BEGIN

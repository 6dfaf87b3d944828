//! Agent session model and derived liveness.

use chrono::{DateTime, Duration, Utc};
use serde::{Deserialize, Serialize};

/// Liveness classification derived from check-in recency.
#[derive(Debug, Clone, Copy, Serialize, Deserialize, PartialEq, Eq)]
#[serde(rename_all = "snake_case")]
pub enum LivenessState {
    /// Last check-in is within the expected interval.
    Active,
    /// Past due but still within the staleness threshold.
    Overdue,
    /// Silent beyond the staleness threshold, or never seen at all.
    Stale,
}

/// Point-in-time liveness derived from a session's timestamps.
///
/// Derivation is pure: reading liveness never creates or mutates a
/// session, and repeated reads at the same instant return equal values.
#[derive(Debug, Clone, Copy, Serialize, Deserialize, PartialEq, Eq)]
#[serde(rename_all = "snake_case")]
pub struct Liveness {
    /// Derived state.
    pub state: LivenessState,
    /// Seconds since the last check-in; `None` when the session has never
    /// been seen.
    pub elapsed_seconds: Option<i64>,
    /// Whole check-in intervals elapsed without contact.
    pub missed_check_ins: u32,
}

impl Liveness {
    /// Liveness of a session with no check-in history. Always stale.
    #[must_use]
    pub const fn never_seen() -> Self {
        Self {
            state: LivenessState::Stale,
            elapsed_seconds: None,
            missed_check_ins: 0,
        }
    }
}

/// A tracked agent work session.
#[derive(Debug, Clone, Serialize, Deserialize, PartialEq, Eq)]
#[serde(rename_all = "snake_case")]
pub struct AgentSession {
    /// Session identifier supplied by the agent.
    pub session_id: String,
    /// Owning agent identifier.
    pub agent_id: String,
    /// Expected seconds between check-ins for this session.
    pub check_in_interval_seconds: u32,
    /// Creation timestamp.
    pub created_at: DateTime<Utc>,
    /// Timestamp of the most recent check-in. Initialized to `created_at`
    /// for sessions opened without a check-in.
    pub last_check_in_at: DateTime<Utc>,
    /// Stored missed-interval counter, refreshed by the periodic sweep.
    /// Liveness reads recompute this from timestamps instead.
    pub missed_check_ins: u32,
    /// Free-form description of what the agent is doing.
    pub current_activity: Option<String>,
    /// Self-reported progress, 0 through 100.
    pub progress_percent: Option<u8>,
    /// Obstacles reported by the agent.
    pub blockers: Vec<String>,
}

impl AgentSession {
    /// Construct a fresh session whose last check-in is its creation time.
    #[must_use]
    pub fn new(
        session_id: String,
        agent_id: String,
        check_in_interval_seconds: u32,
        now: DateTime<Utc>,
    ) -> Self {
        Self {
            session_id,
            agent_id,
            check_in_interval_seconds,
            created_at: now,
            last_check_in_at: now,
            missed_check_ins: 0,
            current_activity: None,
            progress_percent: None,
            blockers: Vec::new(),
        }
    }

    /// Instant by which the next check-in is expected.
    #[must_use]
    pub fn next_check_in_due(&self) -> DateTime<Utc> {
        self.last_check_in_at + Duration::seconds(i64::from(self.check_in_interval_seconds))
    }

    /// Derive liveness at `now` given the configured staleness multiple.
    ///
    /// Elapsed time below zero (clock skew between writers) clamps to
    /// zero, so a check-in recorded slightly in the future still reads as
    /// active. Boundaries are inclusive on the lower side: elapsed equal
    /// to the interval is still active, elapsed equal to
    /// `threshold * interval` is still overdue.
    #[must_use]
    pub fn liveness_at(&self, missed_check_in_threshold: u32, now: DateTime<Utc>) -> Liveness {
        let elapsed = (now - self.last_check_in_at).num_seconds().max(0);
        let interval = i64::from(self.check_in_interval_seconds);
        let stale_after = interval * i64::from(missed_check_in_threshold);

        let state = if elapsed <= interval {
            LivenessState::Active
        } else if elapsed <= stale_after {
            LivenessState::Overdue
        } else {
            LivenessState::Stale
        };

        Liveness {
            state,
            elapsed_seconds: Some(elapsed),
            missed_check_ins: u32::try_from(elapsed / interval).unwrap_or(u32::MAX),
        }
    }
}

/// Session record plus its derived due time, returned by write paths.
#[derive(Debug, Clone, Serialize, Deserialize, PartialEq, Eq)]
#[serde(rename_all = "snake_case")]
pub struct SessionSnapshot {
    /// The persisted session record.
    #[serde(flatten)]
    pub session: AgentSession,
    /// Instant by which the next check-in is expected.
    pub next_check_in_due: DateTime<Utc>,
}

impl SessionSnapshot {
    /// Build a snapshot from a session record.
    #[must_use]
    pub fn of(session: AgentSession) -> Self {
        let next_check_in_due = session.next_check_in_due();
        Self {
            session,
            next_check_in_due,
        }
    }
}

/// Input shape for a check-in.
#[derive(Debug, Clone, Serialize, Deserialize, PartialEq, Eq)]
#[serde(rename_all = "snake_case")]
pub struct CheckInRequest {
    /// Session the agent is reporting on.
    pub session_id: String,
    /// Reporting agent.
    pub agent_id: String,
    /// What the agent is currently doing.
    #[serde(default)]
    pub current_activity: Option<String>,
    /// Self-reported progress, 0 through 100.
    #[serde(default)]
    pub progress_percent: Option<u8>,
    /// Obstacles the agent is facing.
    #[serde(default)]
    pub blockers: Vec<String>,
}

END

**ACTION ITEM**
Both end lines included, restate word for word the lines above from the line with "supplied by the agent." to the line with "still reads as", and nothing else.

**YOUR RESPONSE**
    /// Session identifier supplied by the agent.
    pub session_id: String,
    /// Owning agent identifier.
    pub agent_id: String,
    /// Expected seconds between check-ins for this session.
    pub check_in_interval_seconds: u32,
    /// Creation timestamp.
    pub created_at: DateTime<Utc>,
    /// Timestamp of the most recent check-in. Initialized to `created_at`
    /// for sessions opened without a check-in.
    pub last_check_in_at: DateTime<Utc>,
    /// Stored missed-interval counter, refreshed by the periodic sweep.
    /// Liveness reads recompute this from timestamps instead.
    pub missed_check_ins: u32,
    /// Free-form description of what the agent is doing.
    pub current_activity: Option<String>,
    /// Self-reported progress, 0 through 100.
    pub progress_percent: Option<u8>,
    /// Obstacles reported by the agent.
    pub blockers: Vec<String>,
}

impl AgentSession {
    /// Construct a fresh session whose last check-in is its creation time.
    #[must_use]
    pub fn new(
        session_id: String,
        agent_id: String,
        check_in_interval_seconds: u32,
        now: DateTime<Utc>,
    ) -> Self {
        Self {
            session_id,
            agent_id,
            check_in_interval_seconds,
            created_at: now,
            last_check_in_at: now,
            missed_check_ins: 0,
            current_activity: None,
            progress_percent: None,
            blockers: Vec::new(),
        }
    }

    /// Instant by which the next check-in is expected.
    #[must_use]
    pub fn next_check_in_due(&self) -> DateTime<Utc> {
        self.last_check_in_at + Duration::seconds(i64::from(self.check_in_interval_seconds))
    }

    /// Derive liveness at `now` given the configured staleness multiple.
    ///
    /// Elapsed time below zero (clock skew between writers) clamps to
    /// zero, so a check-in recorded slightly in the future still reads as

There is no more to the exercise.